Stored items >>
--

//! Dependency declaration structures

use serde::{Deserialize, Serialize};
use std::collections::HashMap;
use std::fmt;
use std::path::PathBuf;

/// A single dependency declared in a manifest file
#[derive(Debug, Clone, PartialEq, Eq, Serialize, Deserialize)]
pub struct DependencySpec {
    /// Normalized (PEP 503) package name, used as the identity key
    pub name: String,
    /// Package name as written in the manifest
    pub raw_name: String,
    /// Version the repository pins or constrains to, if any
    #[serde(skip_serializing_if = "Option::is_none")]
    pub pinned_version: Option<String>,
    /// Comparison operator that preceded the version (`==`, `>=`, `~=`...)
    #[serde(skip_serializing_if = "Option::is_none")]
    pub operator: Option<String>,
    /// Manifest the declaration was read from
    pub source_file: PathBuf,
    /// 1-based line in the manifest, 0 when the format has no line notion
    pub line: usize,
}

impl DependencySpec {
    /// Creates a new dependency spec; the name is normalized
    pub fn new(
        raw_name: impl Into<String>,
        pinned_version: Option<String>,
        source_file: impl Into<PathBuf>,
    ) -> Self {
        let raw_name = raw_name.into();
        Self {
            name: normalize_package_name(&raw_name),
            raw_name,
            pinned_version,
            operator: None,
            source_file: source_file.into(),
            line: 0,
        }
    }

    /// Sets the version operator (builder pattern)
    pub fn with_operator(mut self, operator: impl Into<String>) -> Self {
        self.operator = Some(operator.into());
        self
    }

    /// Sets the manifest line (builder pattern)
    pub fn with_line(mut self, line: usize) -> Self {
        self.line = line;
        self
    }

    /// Returns true if the declaration pins an exact version
    pub fn is_pinned(&self) -> bool {
        self.pinned_version.is_some() && matches!(self.operator.as_deref(), Some("==") | Some("==="))
    }
}

impl fmt::Display for DependencySpec {
    fn fmt(&self, f: &mut fmt::Formatter<'_>) -> fmt::Result {
        match (&self.operator, &self.pinned_version) {
            (Some(op), Some(v)) => write!(f, "{}{}{}", self.name, op, v),
            (None, Some(v)) => write!(f, "{}=={}", self.name, v),
            _ => write!(f, "{}", self.name),
        }
    }
}

/// Normalizes a package name per PEP 503: lowercase, runs of `-`, `_`, `.`
/// collapsed to a single `-`
pub fn normalize_package_name(name: &str) -> String {
    let mut out = String::with_capacity(name.len());
    let mut in_separator = false;
    for c in name.trim().chars() {
        if matches!(c, '-' | '_' | '.') {
            if !in_separator {
                out.push('-');
                in_separator = true;
            }
        } else {
            out.push(c.to_ascii_lowercase());
            in_separator = false;
        }
    }
    out
}

/// Merges specs in the given order; a later spec for the same normalized name
/// replaces the earlier one but keeps the earlier position.
pub fn merge_last_wins(specs: impl IntoIterator<Item = DependencySpec>) -> Vec<DependencySpec> {
    let mut index: HashMap<String, usize> = HashMap::new();
    let mut merged: Vec<DependencySpec> = Vec::new();
    for spec in specs {
        match index.get(&spec.name) {
            Some(&pos) => merged[pos] = spec,
            None => {
                index.insert(spec.name.clone(), merged.len());
                merged.push(spec);
            }
        }
    }
    merged
}
//! Extract job client - speaks the geoprocessing job protocol and classifies
//! what the service reports.

use std::sync::Arc;

use geoprocessing::GpError;
use tracing::debug;

use super::outcome::{classify_status, JobOutcome, PollError, StatusClass, SubmitOutcome};
use crate::kernel::BaseGeoprocessingService;

#[derive(Clone)]
pub struct ExtractJobClient {
    service: Arc<dyn BaseGeoprocessingService>,
}

impl ExtractJobClient {
    pub fn new(service: Arc<dyn BaseGeoprocessingService>) -> Self {
        Self { service }
    }

    /// Submit a job. Only transport failures are errors; any answer that is not
    /// a submitted job (including service errors and unreadable bodies) is `Rejected`.
    pub async fn submit(&self, area_of_interest: &str) -> Result<SubmitOutcome, GpError> {
        let response = match self.service.submit_job(area_of_interest).await {
            Ok(response) => response,
            Err(e @ GpError::Transport(_)) => return Err(e),
            Err(e) => {
                debug!("Submit answered without a job: {}", e);
                return Ok(SubmitOutcome::Rejected { status: None });
            }
        };

        let submitted = response.status() == Some(geoprocessing::JobStatus::Submitted);
        match response.job_id {
            Some(job_id) if submitted && !job_id.trim().is_empty() => {
                Ok(SubmitOutcome::Accepted { job_id })
            }
            _ => Ok(SubmitOutcome::Rejected {
                status: response.job_status,
            }),
        }
    }

    /// Poll one job. Never fails: transport and parse problems come back as
    /// `JobOutcome::PollError`.
    pub async fn poll_status(&self, job_id: &str) -> JobOutcome {
        let response = match self.service.job_status(job_id).await {
            Ok(response) => response,
            Err(e) => return JobOutcome::PollError(e.into()),
        };

        match classify_status(response.status().as_ref()) {
            StatusClass::NonTerminal => JobOutcome::Pending,
            StatusClass::Succeeded => match self.service.job_result_url(job_id).await {
                Ok(result_url) => JobOutcome::Succeeded { result_url },
                Err(e) => JobOutcome::PollError(PollError::ResultUrl(e)),
            },
            StatusClass::Failed => JobOutcome::Failed,
            StatusClass::TimedOut => JobOutcome::TimedOut,
            StatusClass::Cancelled => JobOutcome::Cancelled,
            StatusClass::Deleted => JobOutcome::Deleted,
        }
    }
}
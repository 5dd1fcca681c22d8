// HTTP server setup (Axum)
pub mod app;
pub mod middleware;
pub mod routes;

pub use app::*;
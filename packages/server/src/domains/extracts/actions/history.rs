//! History actions - a user's saved areas of interest

use serde::Serialize;
use tracing::info;

use crate::domains::extracts::models::{AreaOfInterest, Geom};
use crate::kernel::{ServerDeps, StoreError};

#[derive(Debug, Clone, PartialEq, Serialize)]
pub struct HistoryEntry {
    pub id: String,
    pub geom: Geom,
    pub title: String,
}

impl From<AreaOfInterest> for HistoryEntry {
    fn from(area: AreaOfInterest) -> Self {
        Self {
            id: area.id.to_string(),
            geom: area.geom.0,
            title: area.title,
        }
    }
}

pub async fn list_history(user_id: &str, deps: &ServerDeps) -> Result<Vec<HistoryEntry>, StoreError> {
    let areas = deps.history_store.list_for_user(user_id).await?;
    Ok(areas.into_iter().map(HistoryEntry::from).collect())
}

/// Returns false when the area does not exist or is not owned by `user_id`.
pub async fn delete_history(id: i64, user_id: &str, deps: &ServerDeps) -> Result<bool, StoreError> {
    let deleted = deps.history_store.delete_for_user(id, user_id).await?;
    if deleted {
        info!(id, %user_id, "Deleted area of interest");
    }
    Ok(deleted)
}
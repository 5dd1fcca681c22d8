//! Submit extract action - hands an area of interest to the geoprocessing
//! service and starts tracking the job.

use tracing::{info, warn};

use crate::domains::extracts::client::ExtractJobClient;
use crate::domains::extracts::errors::ExtractError;
use crate::domains::extracts::models::Geom;
use crate::domains::extracts::outcome::SubmitOutcome;
use crate::kernel::ServerDeps;

/// The resolved identity of whoever is submitting
#[derive(Debug, Clone, PartialEq, Eq)]
pub struct Requester {
    pub user_id: String,
    pub email: String,
}

/// Submit an extract job for `geom` on behalf of `requester`.
///
/// This action:
/// 1. Submits the area of interest to the geoprocessing service
/// 2. Records the accepted job so the sweep will poll it
/// 3. Saves the area to the requester's history unless they opted out
///
/// Returns the message to show the user. Nothing is recorded unless the
/// service accepted the job.
pub async fn submit_extract(
    geom: &Geom,
    requester: &Requester,
    deps: &ServerDeps,
) -> Result<String, ExtractError> {
    let area_of_interest = geom.to_feature_set().to_string();
    let client = ExtractJobClient::new(deps.geoprocessing.clone());

    let job_id = match client.submit(&area_of_interest).await {
        Ok(SubmitOutcome::Accepted { job_id }) => job_id,
        Ok(SubmitOutcome::Rejected { status }) => {
            warn!(?status, user_id = %requester.user_id, "Extract job rejected by service");
            return Err(ExtractError::SubmissionRejected { status });
        }
        Err(e) => {
            warn!(error = %e, user_id = %requester.user_id, "Failed to post extract job");
            return Err(ExtractError::Network(e));
        }
    };

    deps.job_store.insert(&job_id, &requester.email).await?;
    info!(%job_id, email = %requester.email, "Extract job submitted");

    if !geom.skip_history {
        // The job is already tracked; a history failure only loses the saved area
        if let Err(e) = deps
            .history_store
            .insert(&requester.user_id, geom, &geom.title)
            .await
        {
            warn!(error = %e, user_id = %requester.user_id, "Failed to save area of interest");
        }
    }

    Ok(format!(
        "Extract task submitted. An e-mail will be sent to {} with job status updates.",
        requester.email
    ))
}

--

Give the number of lines in the data that contain "Option", with no other words.

5